The contact-free design also revealed noticeable decrease in thermal loss versus the conventional design, for both wet and dry insulation configurations. This can be attributed to the standoff and impermeable separation between insulation and the pipe provided by the contact-free insulation system studied. Figure 7 shows a schematic of heat flux for the candidate insulation designs. The standoff provides an air gap, reducing thermal conductance. Hence, the effect of moisture saturation on thermal losses from thermally insulated systems is also influenced by the insulation systems’ design.

Closing Thoughts

Thermally insulated systems subjected to wet conditions are destined to experience aggravated and irreversible thermal losses in addition to CUI. While proper material selection, design, installation, and maintenance are critical to prevent moisture ingress, the infiltration of moisture can be triggered from insulation damage or inadequate design and installation. Although thermal insulation is an economical means of heat conservation, its ability to achieve thermal performance is affected by moisture infiltration. A comprehensive approach deploying experimental testing, field validation, and computational modeling (via FEA) helped quantify thermal losses for the wet insulation and contact-free insulation designs.
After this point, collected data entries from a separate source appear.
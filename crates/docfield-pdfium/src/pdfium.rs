//! PDFium backend
//!
//! The shared library is bound once per process and kept in a static. PDFium
//! is not re-entrant, so every native call made from this module (including
//! the ones run by destructors) holds [`NATIVE_LOCK`].

use crate::error::{PdfError, Result};
use crate::native::{Binding, NativeDocument, NativePage, RawChar, RawRect, Source};
use once_cell::sync::OnceCell;
use pdfium_render::prelude::*;
use std::path::Path;
use std::sync::{Mutex, MutexGuard, PoisonError};
use tracing::{debug, info};

/// Environment variable naming a directory that contains the PDFium library
pub const LIBRARY_PATH_ENV: &str = "PDFIUM_DYNAMIC_LIB_PATH";

static PDFIUM: OnceCell<Pdfium> = OnceCell::new();

static NATIVE_LOCK: Mutex<()> = Mutex::new(());

fn native_lock() -> MutexGuard<'static, ()> {
    NATIVE_LOCK.lock().unwrap_or_else(PoisonError::into_inner)
}

/// Binding to the process-wide PDFium instance.
///
/// Cheap to copy; every copy refers to the same library context.
///
/// # Example
///
/// ```no_run
/// use docfield_pdfium::{Document, PdfiumBinding, Source};
///
/// let binding = PdfiumBinding::init(Some("/opt/pdfium/lib".as_ref()))?;
/// let document = Document::open_with(&binding, Source::File("form.pdf".into()), None)?;
/// # Ok::<(), docfield_pdfium::PdfError>(())
/// ```
#[derive(Clone, Copy)]
pub struct PdfiumBinding {
    pdfium: &'static Pdfium,
}

impl PdfiumBinding {
    /// The process-wide binding, initializing it from the default search
    /// locations on first use.
    pub fn global() -> Result<Self> {
        Self::init(None)
    }

    /// Initialize the process-wide binding.
    ///
    /// The library is looked up in `library_dir`, then in the directory named
    /// by [`LIBRARY_PATH_ENV`], then the working directory, then the system
    /// library path. Only the first successful call binds; later calls return
    /// the existing instance whatever directory they name.
    pub fn init(library_dir: Option<&Path>) -> Result<Self> {
        let pdfium = PDFIUM.get_or_try_init(|| {
            let _guard = native_lock();
            bind_library(library_dir).map(Pdfium::new)
        })?;
        Ok(Self { pdfium })
    }

    /// Whether the library has been bound in this process
    #[must_use]
    pub fn is_initialized() -> bool {
        PDFIUM.get().is_some()
    }
}

fn bind_library(library_dir: Option<&Path>) -> Result<Box<dyn PdfiumLibraryBindings>> {
    let mut candidates: Vec<String> = Vec::new();
    if let Some(dir) = library_dir {
        candidates.push(dir.to_string_lossy().into_owned());
    }
    if let Ok(dir) = std::env::var(LIBRARY_PATH_ENV) {
        candidates.push(dir);
    }
    candidates.push("./".to_string());

    for dir in &candidates {
        match Pdfium::bind_to_library(Pdfium::pdfium_platform_library_name_at_path(dir.as_str())) {
            Ok(bindings) => {
                info!("Bound PDFium library from {}", dir);
                return Ok(bindings);
            }
            Err(e) => debug!("PDFium not found in {}: {}", dir, e),
        }
    }

    let bindings = Pdfium::bind_to_system_library().map_err(|e| PdfError::LibraryUnavailable {
        reason: format!("searched {candidates:?} and the system library path: {e}"),
    })?;
    info!("Bound system PDFium library");
    Ok(bindings)
}

/// Translate a PDFium failure into the binding's error taxonomy
fn map_error(error: PdfiumError, context: &str) -> PdfError {
    match error {
        PdfiumError::PdfiumLibraryInternalError(PdfiumInternalError::PasswordError) => {
            PdfError::Password
        }
        PdfiumError::PdfiumLibraryInternalError(PdfiumInternalError::FormatError) => {
            PdfError::Format {
                reason: context.to_string(),
            }
        }
        PdfiumError::PdfiumLibraryInternalError(PdfiumInternalError::FileError) => {
            PdfError::File {
                path: context.to_string(),
            }
        }
        other => PdfError::Unknown {
            context: format!("{context}: {other}"),
        },
    }
}

impl Binding for PdfiumBinding {
    fn open(&self, source: Source, password: Option<&str>) -> Result<Box<dyn NativeDocument>> {
        let description = match &source {
            Source::Bytes(bytes) => format!("{} byte document", bytes.len()),
            Source::File(path) => path.display().to_string(),
        };
        let bytes = source.into_bytes()?;

        let _guard = native_lock();
        let document = self
            .pdfium
            .load_pdf_from_byte_vec(bytes, password)
            .map_err(|e| map_error(e, &description))?;
        let page_count = document.pages().len() as usize;

        Ok(Box::new(PdfiumDocument {
            inner: Some(document),
            page_count,
        }))
    }
}

struct PdfiumDocument {
    inner: Option<PdfDocument<'static>>,
    page_count: usize,
}

impl NativeDocument for PdfiumDocument {
    fn page_count(&self) -> usize {
        self.page_count
    }

    fn load_page(&self, index: usize) -> Result<Box<dyn NativePage>> {
        let _guard = native_lock();
        let document = self.inner.as_ref().ok_or(PdfError::closed("Document"))?;
        let page = document
            .pages()
            .get(index as u16)
            .map_err(|e| map_error(e, &format!("loading page {index}")))?;
        let size = (page.width().value, page.height().value);

        Ok(Box::new(PdfiumPage {
            inner: Some(page),
            size,
        }))
    }
}

impl Drop for PdfiumDocument {
    fn drop(&mut self) {
        let _guard = native_lock();
        drop(self.inner.take());
    }
}

struct PdfiumPage {
    inner: Option<PdfPage<'static>>,
    size: (f32, f32),
}

impl PdfiumPage {
    fn page(&self) -> Result<&PdfPage<'static>> {
        self.inner.as_ref().ok_or(PdfError::closed("Page"))
    }
}

impl NativePage for PdfiumPage {
    fn size(&self) -> (f32, f32) {
        self.size
    }

    fn render(&self, width: u32, height: u32) -> Result<Vec<u8>> {
        let _guard = native_lock();
        let config = PdfRenderConfig::new()
            .set_target_width(width as i32)
            .set_target_height(height as i32)
            .set_clear_color(PdfColor::WHITE)
            .render_form_data(true)
            .render_annotations(true);

        let bitmap = self
            .page()?
            .render_with_config(&config)
            .map_err(|e| PdfError::Unknown {
                context: e.to_string(),
            })?;

        Ok(bitmap.as_rgba_bytes())
    }

    fn chars(&self) -> Result<Vec<RawChar>> {
        let _guard = native_lock();
        let text = self
            .page()?
            .text()
            .map_err(|e| map_error(e, "loading page text"))?;

        let mut chars = Vec::new();
        for ch in text.chars().iter() {
            let (left, bottom, right, top) = match ch.loose_bounds() {
                Ok(bounds) => (
                    bounds.left().value,
                    bounds.bottom().value,
                    bounds.right().value,
                    bounds.top().value,
                ),
                Err(_) => (0.0, 0.0, 0.0, 0.0),
            };
            chars.push(RawChar {
                code: ch.unicode_value(),
                left,
                bottom,
                right,
                top,
                origin_x: ch.origin_x().map(|p| p.value).unwrap_or(0.0),
                origin_y: ch.origin_y().map(|p| p.value).unwrap_or(0.0),
                font_size: ch.unscaled_font_size().value,
            });
        }

        Ok(chars)
    }

    fn path_bounds(&self) -> Result<Vec<RawRect>> {
        let _guard = native_lock();
        let mut paths = Vec::new();

        for object in self.page()?.objects().iter() {
            if object.object_type() != PdfPageObjectType::Path {
                continue;
            }
            match object.bounds() {
                Ok(bounds) => paths.push(RawRect {
                    left: bounds.left().value,
                    bottom: bounds.bottom().value,
                    right: bounds.right().value,
                    top: bounds.top().value,
                }),
                Err(e) => debug!("Skipping path object without bounds: {}", e),
            }
        }

        Ok(paths)
    }
}

impl Drop for PdfiumPage {
    fn drop(&mut self) {
        let _guard = native_lock();
        drop(self.inner.take());
    }
}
While the wet insulations amplify thermal conductance and losses, the contact-free design showed some noticeable reduction in thermal losses in comparison to conventional contacting design. Further research is needed in this area, studying different insulation systems and application temperatures.

REFERENCES

1. AER Directive 077, https://static.aer.ca/prd/documents/directives/Directive077.pdf.
2. Bundesfachabteilung, Technical Letter, 3rd Edition (May 2016), p. 3.
3. Ahmad Raza Khan Rana, Graham Brigham, “Insulation-Metal Interaction Outlook for Thermally Insulated Systems –A New Perspective for Insulation Driven Stress Cracks and CUI,” CORROSION 2025 Nashville, TN, Paper No. 00600, Houston, TX: AMPP, 2025.
4. Ahmad Raza Khan Rana, Graham Brigham, Kyle J. Williams, “Case Studies – Learnings from CUI Failures and Inspection Challenges,” CORROSION 2024 New Orleans, LA, Paper No. 21070, Houston, TX: AMPP, 2024.
5. Ahmad Raza Khan Rana, Graham Brigham, “Performance Outlook of Thermally Insulated Systems Using Experimental Data and Computational Analysis,” CORROSION 2025 Nashville, TN, Paper No. 00599, Houston, TX: AMPP, 2025.